RC1: 'Comment on wcd-2021-27', Peter Düben, 24 Jun 2021

This is a good, well-written paper that should be of interest to the readership. However, I have a couple of minor comments that could be addressed in a revised version of the paper.

Comments:

The paper is longer than it needs to be, and some information is spread over the paper which makes it difficult to extract the relevant pieces. E.g. when introducing the vertical levels in l.117 and then mentioning that you only use 9 pressure levels in l.196. Why not describe the data-set augmentation with the data in section 2.1?

Section 3.1 and 3.2: I have tried for a while to understand why you present results for the validation AND the test dataset and gave up. Why do you need section 3.1? You are writing in l.300: “We validated our model during training using 1460 samples of data from 2017. We evaluated our trained models on 1 year of data from 2016 using an object based evaluation described as described later in this section.” This does not really explain why you need the two sections. Also, section 3.1 starts with “The trained models were evaluated on test sets…” which generates ultimate confusion. Do you loose any information when removing section 3.1? Maybe I am missing something.

l.193: I do not understand this. You say you “ignore the outer 20 pixel”. But then you are saying that the brighter areas can be used as input in the caption of Figure 4. Are they used as input but not predicted? But then the output domain should be smaller than the input domain in Figure 3…? And why do you crop to 128x256 pixel (l.199)? And then there is again a confusing mentioning of the 5 degree border in the caption of Table 2…

l.8: I would not call the baseline model “ETH”. ETH is a very large institution.

l.21: Maybe add a reference to the Mei-Yu front?

l.22: “Determining the position and propagation of surface fronts plays an important role for weather forecasting”. Well, the prediction of the position, yes. But is the same true for the automatic detection? Fronts can easily be identified in field maps by the trained eye. Why do we need the ability to detect them automatically with ML? I do understand why, but it would be good if this would be made more explicit in the intro, otherwise it seems that you have a hammer and are searching for nails.

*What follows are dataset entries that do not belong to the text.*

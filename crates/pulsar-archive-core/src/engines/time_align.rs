//! Pulse-phase alignment of one archive against another's timing model.

use tracing::{debug, info};

use crate::config::{ContemporaneityPolicy, EngineConfig};
use crate::error::{ArchiveError, ArchiveResult};
use crate::types::Archive;

/// Maximum number of sub-segments evaluated per subintegration under the
/// per-phase policy.
const MAX_PHASE_SEGMENTS: usize = 64;

/// Rotates a secondary archive's profiles so their pulse phase agrees with
/// the primary's timing model at each subintegration epoch.
///
/// The secondary must first adopt the primary's model (`adopt_model`);
/// `align` refuses to run unless both archives reference the same model
/// instance. Alignment never changes dimensions, it only rewrites amplitude
/// sequences and each subintegration's reference phase.
#[derive(Debug)]
pub struct TimeAlignmentEngine {
    config: EngineConfig,
}

impl TimeAlignmentEngine {
    /// Create an engine with the given configuration.
    pub fn new(config: EngineConfig) -> ArchiveResult<Self> {
        config.validate()?;
        Ok(Self { config })
    }

    /// Replace the secondary's timing model with the primary's.
    ///
    /// Fails with `NoSharedModel` if the primary has no model attached.
    pub fn adopt_model(&self, primary: &Archive, secondary: &mut Archive) -> ArchiveResult<()> {
        let model = primary
            .model()
            .ok_or_else(|| ArchiveError::no_shared_model("primary archive has no timing model"))?;
        debug!(model_id = %model.id(), "secondary adopting primary timing model");
        secondary.set_model(model.clone());
        Ok(())
    }

    /// Align the secondary's pulse phase to the shared timing model.
    ///
    /// For each subintegration the offset between the model-predicted
    /// fractional phase at its epoch and the phase the profiles are
    /// currently referenced to is wrapped to `[-0.5, 0.5)` and applied as a
    /// circular, sub-bin-accurate rotation of every profile.
    pub fn align(&self, primary: &Archive, secondary: &mut Archive) -> ArchiveResult<()> {
        let model = match (primary.model(), secondary.model()) {
            (Some(p), Some(s)) if p.matches(s.as_ref()) => p.clone(),
            (Some(_), Some(_)) => {
                return Err(ArchiveError::no_shared_model(
                    "archives reference different timing models; call adopt_model first",
                ))
            }
            (None, _) => {
                return Err(ArchiveError::no_shared_model(
                    "primary archive has no timing model",
                ))
            }
            (_, None) => {
                return Err(ArchiveError::no_shared_model(
                    "secondary archive has no timing model; call adopt_model first",
                ))
            }
        };

        let nbin = secondary.nbin() as f64;
        for isub in 0..secondary.nsub() {
            let sub = secondary.subint_mut(isub)?;

            let predicted = match self.config.contemporaneity_policy {
                ContemporaneityPolicy::PerSubintegration => {
                    model.phase_at(&sub.epoch()).rem_euclid(1.0)
                }
                ContemporaneityPolicy::PerPhase => {
                    // Evaluate the correction at sub-segment midpoints
                    // across the subintegration. Each segment measures the
                    // model's residual drift relative to a linear fold at
                    // the epoch's spin frequency, so whole rotations
                    // accumulated between segments cancel. The residuals
                    // are averaged unwrapped and the offset wrapped once;
                    // wrapping per segment would split offsets straddling
                    // the half-turn boundary between +0.5 and -0.5.
                    let nseg = ((sub.duration_secs() / self.config.time_tolerance_secs).ceil()
                        as usize)
                        .clamp(1, MAX_PHASE_SEGMENTS);
                    let seg = sub.duration_secs() / nseg as f64;
                    let phase0 = model.phase_at(&sub.epoch());
                    let f_nom = model.frequency_at(&sub.epoch());
                    let reference = sub.reference_phase();
                    let base_offset = wrap_half(phase0.rem_euclid(1.0) - reference);
                    let mean_residual = (0..nseg)
                        .map(|k| {
                            let dt = (k as f64 + 0.5) * seg - sub.duration_secs() / 2.0;
                            let t = sub.epoch().add_secs(dt);
                            model.phase_at(&t) - phase0 - f_nom * dt
                        })
                        .sum::<f64>()
                        / nseg as f64;
                    (reference + wrap_half(base_offset + mean_residual)).rem_euclid(1.0)
                }
            };

            let offset = wrap_half(predicted - sub.reference_phase());
            debug!(isub, offset_rotations = offset, "rotating subintegration");

            let offset_bins = offset * nbin;
            for profile in sub.profiles_mut() {
                profile.rotate_bins(offset_bins);
            }
            sub.set_reference_phase(predicted);
        }

        info!(
            nsub = secondary.nsub(),
            policy = ?self.config.contemporaneity_policy,
            "time alignment complete"
        );
        Ok(())
    }
}

/// Wrap a phase difference into `[-0.5, 0.5)` rotations.
fn wrap_half(phase: f64) -> f64 {
    (phase + 0.5).rem_euclid(1.0) - 0.5
}
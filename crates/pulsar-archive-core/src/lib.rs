//! Pulsar Archive Core Library
//!
//! In-memory model of folded pulsar observations and the engines that
//! combine them: frequency-direction merging of sub-banded archives,
//! pulse-phase alignment against a shared timing model, and synthesis of
//! fully populated archives for testing and simulation.
//!
//! # Architecture
//!
//! This crate defines:
//! - Domain types (`Archive`, `Subintegration`, `Profile`, `Epoch`, etc.)
//! - The `TimingModel` trait and the polynomial spin-down implementation
//! - Engines (`FrequencyAppendEngine`, `TimeAlignmentEngine`,
//!   `ArchiveSynthesizer`)
//! - Error types and result aliases
//! - Narrow external interfaces for loading/unloading and parameter files
//!
//! All operations are synchronous; an engine holds exclusive mutable access
//! to the archive it mutates for the duration of a call.
//!
//! # Example
//!
//! ```
//! use std::sync::Arc;
//! use pulsar_archive_core::config::EngineConfig;
//! use pulsar_archive_core::engines::{ArchiveSynthesizer, FrequencyAppendEngine, SynthesisConfig};
//! use pulsar_archive_core::timing::PolynomialModel;
//! use pulsar_archive_core::types::Epoch;
//!
//! let model = Arc::new(
//!     PolynomialModel::new(Epoch::new(55000, 0.0), 0.0, 641.93, 0.0, 0.0).unwrap(),
//! );
//! let low = SynthesisConfig {
//!     centre_frequency_mhz: 1050.0,
//!     bandwidth_mhz: 100.0,
//!     ..SynthesisConfig::default()
//! };
//! let high = SynthesisConfig {
//!     centre_frequency_mhz: 1150.0,
//!     bandwidth_mhz: 100.0,
//!     ..SynthesisConfig::default()
//! };
//!
//! let synth = ArchiveSynthesizer::new();
//! let mut primary = synth.synthesize(&low, model.clone()).unwrap();
//! let secondary = synth.synthesize(&high, model).unwrap();
//!
//! let mut engine = FrequencyAppendEngine::new(EngineConfig::default()).unwrap();
//! engine.init(&primary);
//! engine.append(&mut primary, &secondary).unwrap();
//! assert_eq!(primary.nchan(), 8);
//! ```

pub mod config;
pub mod engines;
pub mod error;
pub mod io;
pub mod timing;
pub mod types;

// Re-exports for convenience
pub use config::{ContemporaneityPolicy, EngineConfig};
pub use engines::{ArchiveSynthesizer, FrequencyAppendEngine, SynthesisConfig, TimeAlignmentEngine};
pub use error::{ArchiveError, ArchiveResult};
pub use timing::{PolynomialModel, SharedModel, TimingModel};
pub use types::{
    Archive, ArchiveFormat, Dimensions, Epoch, PolarizationState, Profile, SkyCoordinates,
    Subintegration,
};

l.24: What are empirical guidelines?

Section 2.1: Maybe I missed it, but do you actually state the resolution of the NWS and DWD datasets somewhere (or the resolution equivalent of the PNG image)?

Figure 3: I do not understand the encode and decode blocks. Can you add some info here? Also, what are the white boxes the “copy” arrows end in?

l.198: “If both labels are available”. What does this mean? At a certain point in time? Why should this matter?

Table 2: The whole caption should be reformulated. “For the global region this border is included within the mentioned range.” ?

l.242: This paragraph is important but very difficult to understand. It should be rewritten.

l.279: I would not use “t” for the index of the channels as “t” is often used for time.

l.280-282: I do not understand this. “individually for each batch”? “more emphasize onto classification”? Either equation (2) holds, or not.

l.289: Why did you not evaluate the baseline at 0.25 degree? I guess there are good reasons, but please state them.

Table 3: You can as well remove the “Stationary” line.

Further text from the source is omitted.